The FDA cleared McGlothlin’s condom for sale in 1991, declaring it “substantially equivalent” to existing latex condoms, based on a preliminary clinical trial of 187 couples that indicated that it broke 0.8 percent of the time, compared to 2 percent for latex condoms. But that clearance wasn’t the FDA’s final word on the matter. “My reading of the situation at the time was that the FDA didn’t think a small company like [McGlothlin’s] would be able to get this kind of product to market, and they didn’t necessarily apply the same stringent requirements that they would have done had it been a large company coming in,” says William Potter, the former scientific director for LIG. But soon thereafter, the NIH and LIG began to show interest in McGlothlin’s condom—the NIH for its potential public-health benefits, and LIG for its money-making benefits. Once the research organization and the condom company began pouring millions of dollars into bringing McGlothlin’s condom to the market, the FDA changed its tune.

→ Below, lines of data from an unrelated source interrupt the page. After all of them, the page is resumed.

//! Dungeon configuration
//!
//! Loaded from RON files, with every field defaulted so partial files work.

use std::collections::HashSet;
use std::fs;
use std::path::Path;

use serde::{Deserialize, Serialize};

use super::archetypes::{
    default_archetypes, default_room_set, ArchetypeId, FurnitureArchetype, RoomDefinition,
    RoomKind,
};
use crate::error::ConfigError;

/// Largest grid the generator will allocate, in cells
pub const MAX_DUNGEON_CELLS: i64 = 1 << 24;

/// Grid dimensions and room/corridor sizing
#[derive(Debug, Clone, PartialEq, Serialize, Deserialize)]
#[serde(default)]
pub struct LayoutConfig {
    /// Dungeon extent in cells along x
    pub width: i32,
    /// Dungeon extent in cells along z
    pub height: i32,
    /// Smallest usable interior of a room
    pub min_room_width: i32,
    pub min_room_height: i32,
    /// Cells added to the room minimum before partitioning (the two walls)
    pub padding: i32,
    pub corridor_width: i32,
}

impl Default for LayoutConfig {
    fn default() -> Self {
        Self {
            width: 40,
            height: 40,
            min_room_width: 8,
            min_room_height: 8,
            padding: 2,
            corridor_width: 2,
        }
    }
}

impl LayoutConfig {
    /// Minimum leaf size handed to the partitioner
    pub fn partition_minimum(&self) -> (i32, i32) {
        (
            self.min_room_width.saturating_add(self.padding),
            self.min_room_height.saturating_add(self.padding),
        )
    }
}

/// How furniture anchors are searched for
#[derive(Debug, Clone, Copy, PartialEq, Eq, Default, Serialize, Deserialize)]
pub enum PlacementMode {
    /// Enumerate every candidate, shuffle, take the first valid ones
    #[default]
    Enumerate,
    /// Random corner/wall/center attempts up to the attempt ceiling
    RandomRetry,
}

#[derive(Debug, Clone, PartialEq, Serialize, Deserialize)]
#[serde(default)]
pub struct PlacementConfig {
    pub mode: PlacementMode,
    /// Attempts per item in `RandomRetry` mode
    pub max_attempts: u32,
    /// Reject placements that would cut a room's free floor in two
    pub keep_rooms_traversable: bool,
    /// Ask the host whether a placement volume is already taken
    pub live_collision_checks: bool,
}

impl Default for PlacementConfig {
    fn default() -> Self {
        Self {
            mode: PlacementMode::Enumerate,
            max_attempts: 500,
            keep_rooms_traversable: true,
            live_collision_checks: false,
        }
    }
}

/// Archetypes used for the dungeon shell
#[derive(Debug, Clone, PartialEq, Serialize, Deserialize)]
#[serde(default)]
pub struct StructureArchetypes {
    pub wall: ArchetypeId,
    pub corner: ArchetypeId,
    /// Corridor floor pieces; `None` spawns nothing for corridor cells
    pub corridor: Option<ArchetypeId>,
}

impl Default for StructureArchetypes {
    fn default() -> Self {
        Self {
            wall: ArchetypeId::new("wall"),
            corner: ArchetypeId::new("corner"),
            corridor: Some(ArchetypeId::new("corridor")),
        }
    }
}

/// Everything a generation run needs
#[derive(Debug, Clone, PartialEq, Serialize, Deserialize)]
#[serde(default)]
pub struct DungeonConfig {
    /// Fixed seed for reproducible dungeons; `None` draws one from entropy
    pub seed: Option<u64>,
    /// World units per cell
    pub cell_size: f32,
    pub layout: LayoutConfig,
    pub placement: PlacementConfig,
    pub structure: StructureArchetypes,
    pub archetypes: Vec<FurnitureArchetype>,
    pub rooms: Vec<RoomDefinition>,
}

impl Default for DungeonConfig {
    fn default() -> Self {
        Self {
            seed: None,
            cell_size: 4.0,
            layout: LayoutConfig::default(),
            placement: PlacementConfig::default(),
            structure: StructureArchetypes::default(),
            archetypes: default_archetypes(),
            rooms: default_room_set(),
        }
    }
}

impl DungeonConfig {
    /// Load and validate a RON config file
    pub fn load(path: impl AsRef<Path>) -> Result<Self, ConfigError> {
        let path = path.as_ref();
        let content = fs::read_to_string(path).map_err(|source| ConfigError::Io {
            path: path.to_path_buf(),
            source,
        })?;
        let config = Self::from_ron_str(&content)?;
        log::info!("Loaded dungeon config from {}", path.display());
        Ok(config)
    }

    /// Load a config file, falling back to defaults when it is missing or broken
    pub fn load_or_default(path: impl AsRef<Path>) -> Self {
        let path = path.as_ref();
        if !path.exists() {
            return Self::default();
        }
        Self::load(path).unwrap_or_else(|e| {
            log::warn!("{}. Using default dungeon config.", e);
            Self::default()
        })
    }

    pub fn from_ron_str(content: &str) -> Result<Self, ConfigError> {
        let config: Self =
            ron::from_str(content).map_err(|e| ConfigError::Parse(e.to_string()))?;
        config.validate()?;
        Ok(config)
    }

    pub fn to_ron_string(&self) -> Result<String, ConfigError> {
        ron::ser::to_string_pretty(self, ron::ser::PrettyConfig::default())
            .map_err(|e| ConfigError::Serialize(e.to_string()))
    }

    /// Write this config as pretty RON, creating parent directories
    pub fn export(&self, path: impl AsRef<Path>) -> Result<(), ConfigError> {
        let path = path.as_ref();
        let io_error = |source| ConfigError::Io {
            path: path.to_path_buf(),
            source,
        };

        if let Some(parent) = path.parent().filter(|p| !p.as_os_str().is_empty()) {
            fs::create_dir_all(parent).map_err(io_error)?;
        }
        fs::write(path, self.to_ron_string()?).map_err(io_error)
    }

    pub fn archetype(&self, id: &ArchetypeId) -> Option<&FurnitureArchetype> {
        self.archetypes.iter().find(|a| &a.id == id)
    }

    pub fn room_definition(&self, kind: RoomKind) -> Option<&RoomDefinition> {
        self.rooms.iter().find(|r| r.kind == kind)
    }

    /// Check every constraint generation relies on
    pub fn validate(&self) -> Result<(), ConfigError> {
        let layout = &self.layout;

        if layout.width < 1 || layout.height < 1 {
            return Err(ConfigError::ZeroDungeonSize {
                width: layout.width,
                height: layout.height,
            });
        }
        let cells = i64::from(layout.width) * i64::from(layout.height);
        if cells > MAX_DUNGEON_CELLS {
            return Err(ConfigError::DungeonTooLarge {
                width: layout.width,
                height: layout.height,
                max_cells: MAX_DUNGEON_CELLS,
            });
        }
        if layout.min_room_width < 1 || layout.min_room_height < 1 {
            return Err(ConfigError::InvalidRoomMinimum {
                width: layout.min_room_width,
                height: layout.min_room_height,
            });
        }
        if layout.padding < 2 {
            return Err(ConfigError::InvalidPadding(layout.padding));
        }
        let (needed_width, needed_height) = layout.partition_minimum();
        if layout.width < needed_width || layout.height < needed_height {
            return Err(ConfigError::DungeonTooSmall {
                width: layout.width,
                height: layout.height,
                needed_width,
                needed_height,
            });
        }
        if layout.corridor_width < 1 || layout.corridor_width > layout.width.max(layout.height) {
            return Err(ConfigError::InvalidCorridorWidth(layout.corridor_width));
        }
        if !(self.cell_size.is_finite() && self.cell_size > 0.0) {
            return Err(ConfigError::InvalidCellSize(self.cell_size));
        }
        if self.placement.max_attempts == 0 {
            return Err(ConfigError::ZeroAttemptCeiling);
        }

        let structure = [
            Some(&self.structure.wall),
            Some(&self.structure.corner),
            self.structure.corridor.as_ref(),
        ];
        if structure.into_iter().flatten().any(|id| id.as_str().is_empty()) {
            return Err(ConfigError::EmptyArchetypeId);
        }

        let mut seen = HashSet::new();
        for archetype in &self.archetypes {
            if archetype.id.as_str().is_empty() {
                return Err(ConfigError::EmptyArchetypeId);
            }
            if !seen.insert(&archetype.id) {
                return Err(ConfigError::DuplicateArchetype(archetype.id.clone()));
            }
            let (width, height) = archetype.footprint.size;
            if width < 1 || height < 1 {
                return Err(ConfigError::EmptyFootprint {
                    archetype: archetype.id.clone(),
                    width,
                    height,
                });
            }
            if archetype.footprint.allowed.is_empty() {
                return Err(ConfigError::NoAllowedLocations(archetype.id.clone()));
            }
        }

        for room in &self.rooms {
            for rule in &room.furnishing {
                if self.archetype(&rule.archetype).is_none() {
                    return Err(ConfigError::UnknownArchetype {
                        room: room.kind,
                        archetype: rule.archetype.clone(),
                    });
                }
                if rule.min_count > rule.max_count {
                    return Err(ConfigError::InvalidCountRange {
                        room: room.kind,
                        archetype: rule.archetype.clone(),
                        min: rule.min_count,
                        max: rule.max_count,
                    });
                }
            }
        }

        Ok(())
    }
}

#[cfg(test)]
mod tests {
    use super::*;
    use crate::config::FurnishingRule;

    #[test]
    fn test_default_config_is_valid() {
        assert!(DungeonConfig::default().validate().is_ok());
    }

    #[test]
    fn test_bundled_config_parses() {
        let config = DungeonConfig::from_ron_str(include_str!("../../assets/dungeon.ron"))
            .expect("bundled config must be valid");
        assert_eq!(config.layout, LayoutConfig::default());
        assert!(config.archetype(&ArchetypeId::new("bed")).is_some());
        assert!(config.room_definition(RoomKind::Treasure).is_some());
    }

    #[test]
    fn test_ron_round_trip() {
        let config = DungeonConfig {
            seed: Some(99),
            ..DungeonConfig::default()
        };
        let text = config.to_ron_string().unwrap();
        assert_eq!(DungeonConfig::from_ron_str(&text).unwrap(), config);
    }

    #[test]
    fn test_partial_file_uses_defaults() {
        let config = DungeonConfig::from_ron_str("(seed: Some(3), layout: (width: 60))").unwrap();
        assert_eq!(config.seed, Some(3));
        assert_eq!(config.layout.width, 60);
        assert_eq!(config.layout.height, 40);
        assert_eq!(config.archetypes, default_archetypes());
    }

    #[test]
    fn test_rejects_zero_minimum() {
        let mut config = DungeonConfig::default();
        config.layout.min_room_width = 0;
        assert!(matches!(
            config.validate(),
            Err(ConfigError::InvalidRoomMinimum { .. })
        ));
    }

    #[test]
    fn test_rejects_dungeon_smaller_than_room() {
        let mut config = DungeonConfig::default();
        config.layout.width = 9;
        assert!(matches!(
            config.validate(),
            Err(ConfigError::DungeonTooSmall { needed_width: 10, .. })
        ));
    }

    #[test]
    fn test_rejects_oversized_dungeon() {
        let mut config = DungeonConfig::default();
        config.layout.width = 50_000;
        config.layout.height = 50_000;
        assert!(matches!(
            config.validate(),
            Err(ConfigError::DungeonTooLarge { width: 50_000, .. })
        ));

        // Exactly at the cap
        config.layout.width = 4096;
        config.layout.height = 4096;
        assert!(config.validate().is_ok());
    }

    #[test]
    fn test_huge_padding_does_not_overflow() {
        let mut config = DungeonConfig::default();
        config.layout.padding = i32::MAX;
        assert_eq!(config.layout.partition_minimum(), (i32::MAX, i32::MAX));
        assert!(matches!(
            config.validate(),
            Err(ConfigError::DungeonTooSmall { .. })
        ));

        let mut config = DungeonConfig::default();
        config.layout.corridor_width = i32::MAX;
        assert!(matches!(
            config.validate(),
            Err(ConfigError::InvalidCorridorWidth(_))
        ));
    }

    #[test]
    fn test_rejects_unknown_archetype() {
        let mut config = DungeonConfig::default();
        config.rooms[0].furnishing.push(FurnishingRule::new("throne", 1, 1));
        match config.validate() {
            Err(ConfigError::UnknownArchetype { archetype, .. }) => {
                assert_eq!(archetype.as_str(), "throne")
            }
            other => panic!("unexpected {:?}", other),
        }
    }

    #[test]
    fn test_rejects_duplicate_and_empty_footprints() {
        let mut config = DungeonConfig::default();
        config.archetypes.push(config.archetypes[0].clone());
        assert!(matches!(config.validate(), Err(ConfigError::DuplicateArchetype(_))));

        let mut config = DungeonConfig::default();
        config.archetypes[0].footprint.size = (0, 2);
        assert!(matches!(config.validate(), Err(ConfigError::EmptyFootprint { .. })));

        let mut config = DungeonConfig::default();
        config.archetypes[0].footprint.allowed.clear();
        assert!(matches!(config.validate(), Err(ConfigError::NoAllowedLocations(_))));
    }

    #[test]
    fn test_missing_file_falls_back() {
        let config = DungeonConfig::load_or_default("does/not/exist.ron");
        assert_eq!(config, DungeonConfig::default());
    }
}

Between 1991 and 1995, the NIH funded five clinical trials to test a number of different prototypes McGlothlin had created, which varied in thickness, size, and lubrication. Most of these trials used a relatively small number of couples—between 19 and 39—and some of the prototypes broke between 9 and 15 percent of the time. According to McGlothlin, these high breakage rates were by design. “We made a series of polyurethane condoms: thick ones, thin ones, regular thickness ones, baggy ones, skinny ones, because we were trying to understand condom breakage … so we purposely made things that would break,” he told me. With the NIH grants, McGlothlin says he was basically throwing different models at the wall to see what would stick. But an NIH researcher told USA Today that she didn’t know whether the test condoms were the same as the ones intended for sale, which would cause problems down the line.
Meanwhile, LIG, having settled on a model that seemed to break at low rates, funded several of its own studies to prove to the FDA that the condom it wanted to sell was safe. These studies tested thousands of condom uses by more than 1,000 couples overall, and the resulting breakage rates ranged from 0.4 to 2.1 percent, compared to an estimated average of 2 percent for latex. (Later studies would show a slightly higher breakage rate.)
Even though the FDA had officially already cleared the condom to be sold with a label claiming that it was effective against pregnancy and STIs, it got cold feet at the last minute. After the first packages of the Avanti condom had already been printed, the agency made LIG replace the original labeling with a label that stated that the condom’s effectiveness was uncertain and that it was intended only for latex-sensitive users—not exactly the kind of label that makes boxes fly off shelves. “We let it go on the market with interim labeling very carefully," Lillian Yin, then the director of the gynecological division of the FDA’s office of Device Evaluation, told a reporter for the newsletter AIDS Alert at the time. “We are not encouraging it for the general public.”
The FDA also called for a new clinical study following a letter from an NIH researcher who feared that the FDA was clearing a subpar condom for sale. “We knew about the NICHHD data,” Yin said in 1995. “But if you have London International saying they are OK and NICHHD saying they are not, we thought the most reasonable thing was to have them do the studies again.” A current FDA spokesman told me, “I was unable to locate evidence FDA would not allow the Avanti condom to be marketed immediately following clearance.”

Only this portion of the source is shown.